Successful in six races, four of them Group contests, during a 30-race career that spanned six seasons, Success Days is Jeremy's main heir at stud and a conduit of the Deep Impact blood as Jeremy's dam is a half-sister to the champion, and the similarities between father and son are notable, according to O'Keeffe.
"Success Days has so much going for him," he says. "He raced sound until he was seven and won the Group 2 at York as a five-year-old. He was a tough racehorse but has a wonderful temperament and is throwing fantastic stock.
"We're delighted with the wonderful start Success Days has had with his three-year-old stores and his first runners. He's so like Jeremy in terms of his temperament and rating as a racehorse, as well as his ability to sire foals with substance that can walk. We're very pleased for Ken Condon and Robert Ng with their maiden winner."
From the start, Success Days made an impact in the sales ring and the memory of his first two foals coming under the hammer in November 2021 is as vivid now as the white faces they inherited from their Jersey Stakes-winning grandsire.
Kilbarry consigned both of the foals.
A filly, the first foal out of Dona Katharina, who is a winning Stowaway full-sister to the triple Grade 1-winning chaser Outlander as well as the Grade 2 winners Western Leader and Ice Cold Soul and the Listed winner Mart Lane, was sold on behalf of Briar Lane Stud for €70,000 to Stroud Coleman.

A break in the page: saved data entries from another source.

//! Headless `--headless` mode: a blocking loop that drives the overlay from
//! JSON commands on stdin and answers with JSON lines on stdout.
//!
//! No window or GPU is created. The overlay lives in a minimal Bevy app that
//! is updated once per command, so engine logging still reaches stderr.
//! Frames are advanced with the explicit `dt` each command carries. See
//! [`weather_fx::headless_protocol`] for the schema.

use std::io::{BufRead, Write};

use bevy::log::LogPlugin;
use bevy::prelude::*;

use weather_fx::config::{HEADLESS_DEFAULT_HEIGHT, HEADLESS_DEFAULT_WIDTH};
use weather_fx::headless_protocol::{parse_command, process_command, HeadlessResponse};
use weather_fx::{settings, WeatherOverlay};

pub fn run_headless_mode() {
    let mut app = App::new();
    app.add_plugins(MinimalPlugins)
        .add_plugins(LogPlugin::default());
    init_headless_app(&mut app, initial_overlay());

    // -- I/O setup -----------------------------------------------------------
    let stdin = std::io::stdin();
    let stdout = std::io::stdout();
    let mut stdout = stdout.lock();

    emit(&mut stdout, &HeadlessResponse::Ready);
    eprintln!(
        "weatherfx headless mode ready at {HEADLESS_DEFAULT_WIDTH}x{HEADLESS_DEFAULT_HEIGHT}, \
         waiting for commands on stdin"
    );

    // -- Main command loop ---------------------------------------------------
    for line in stdin.lock().lines() {
        let line = match line {
            Ok(l) => l,
            Err(e) => {
                eprintln!("stdin read error: {e}");
                break;
            }
        };

        let Some(response) = handle_line(&mut app, &line) else {
            continue;
        };
        let is_goodbye = matches!(response, HeadlessResponse::Goodbye);

        emit(&mut stdout, &response);

        if is_goodbye {
            break;
        }
    }

    app.world_mut().resource_mut::<WeatherOverlay>().unmount();
    eprintln!("weatherfx headless mode shutting down");
}

/// Overlay at the default size with the env-provided motion preference and
/// props already applied.
fn initial_overlay() -> WeatherOverlay {
    let mut overlay = WeatherOverlay::new(HEADLESS_DEFAULT_WIDTH, HEADLESS_DEFAULT_HEIGHT, 1.0);
    let motion = settings::motion_preference_from_env();
    overlay.set_prefers_reduced_motion(motion.prefers_reduced_motion);
    let initial = settings::props_from_env();
    if initial.wants_renderer() {
        overlay.apply_props(&initial);
    }
    overlay
}

fn init_headless_app(app: &mut App, overlay: WeatherOverlay) {
    app.insert_resource(overlay);
    // Initial update so Startup systems run and the clock starts.
    app.update();
}

/// Run one input line against the overlay, then one app update. Blank lines
/// yield no response.
fn handle_line(app: &mut App, line: &str) -> Option<HeadlessResponse> {
    if line.trim().is_empty() {
        return None;
    }
    let response = match parse_command(line) {
        Ok(cmd) => {
            let mut overlay = app.world_mut().resource_mut::<WeatherOverlay>();
            process_command(&mut overlay, cmd)
        }
        Err(resp) => resp,
    };
    app.update();
    Some(response)
}

fn emit(out: &mut impl Write, response: &HeadlessResponse) {
    match serde_json::to_string(response) {
        Ok(json) => {
            let _ = writeln!(out, "{json}");
            let _ = out.flush();
        }
        Err(e) => eprintln!("failed to encode response: {e}"),
    }
}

The first two Success Days colts out of Kilbarry Angel, a winning Kalanisi half-sister to Rogue Angel, were also eyecatchers at the foal sales, with her 2021 produce selling for €40,000 and Matt Coleman returned in 2022 to buy her foal for €38,000.
"People could see he produces a nice, strong type of foal and they've matured into fine three-year-olds who have great bone, substance and power," says O'Keeffe.

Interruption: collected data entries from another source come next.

use bevy::prelude::*;
use bevy::window::PresentMode;
use bevy::winit::{UpdateMode, WinitSettings};

mod headless;

fn main() {
    if std::env::args().any(|arg| arg == "--headless") {
        headless::run_headless_mode();
        return;
    }

    let mut app = App::new();

    app.add_plugins(DefaultPlugins.set(WindowPlugin {
        primary_window: Some(Window {
            title: "WeatherFX".to_string(),
            resolution: (1280.0, 720.0).into(),
            present_mode: PresentMode::AutoVsync,
            ..default()
        }),
        ..default()
    }))
    .insert_resource(WinitSettings {
        focused_mode: UpdateMode::Continuous,
        unfocused_mode: UpdateMode::reactive_low_power(std::time::Duration::from_millis(100)),
    })
    .add_plugins((rendering::WeatherRenderingPlugin, ui::UiPlugin));

    app.run();
}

There is a single Success Days gelding in the Arkle Sale catalogue, lot 106 from DMC Bloodstock. The bay is a half-brother to Dan Skelton's winning hurdler Mr Love from the family of Persian War and Feltham winner Sir Blake.
Kilbarry Lodge sell the majority of their horses as foals but the farm has two representatives in this year's Arkle Sale, both by their Grade 1 sire Diamond Boy, whose star performer last season was Impaire Et Passe, successful in the Grade 1 Aintree Hurdle and Grade 2 Select Hurdle for Willie Mullins.
"Diamond Boy is a very good, consistent sire and he had a successful year in the point-to-point field with nine winners," says O'Keeffe of the Listed Prix Scaramouche winner.
"People used to say French horses couldn't gel with Irish mares, but he's certainly doing it. He has a strong, jumping pedigree as a full-brother to Golden Silver [Grade 1-winning chaser] and, being by Mansonnien, he goes back to Tip Moss, Luthier, Tourbillon, so it's a real jumping and staying lineage.
"His progeny love a tough test, they like soft ground and they're good, consistent horses with engines. The feedback about him is very positive; he covered a huge book of mares last year and has been very well supported again this year."
Diamond Boy's eldest Kilbarry crop are still only five-year-olds and from that cohort has emerged Grade 2 Aintree mares' bumper winner Diva Luna, who was bred by the O'Keeffes – and it is that achievement which forms a core part of their identity.
"We're breeders," says O'Keeffe, "and last season we were so lucky to breed two Grade 2 winners; Silent Approach and Diva Luna. Silent Approach is from our best family, which we have been nurturing for years, and the last offspring for sale out of this branch of the family is at the Goffs Arkle Sale this week."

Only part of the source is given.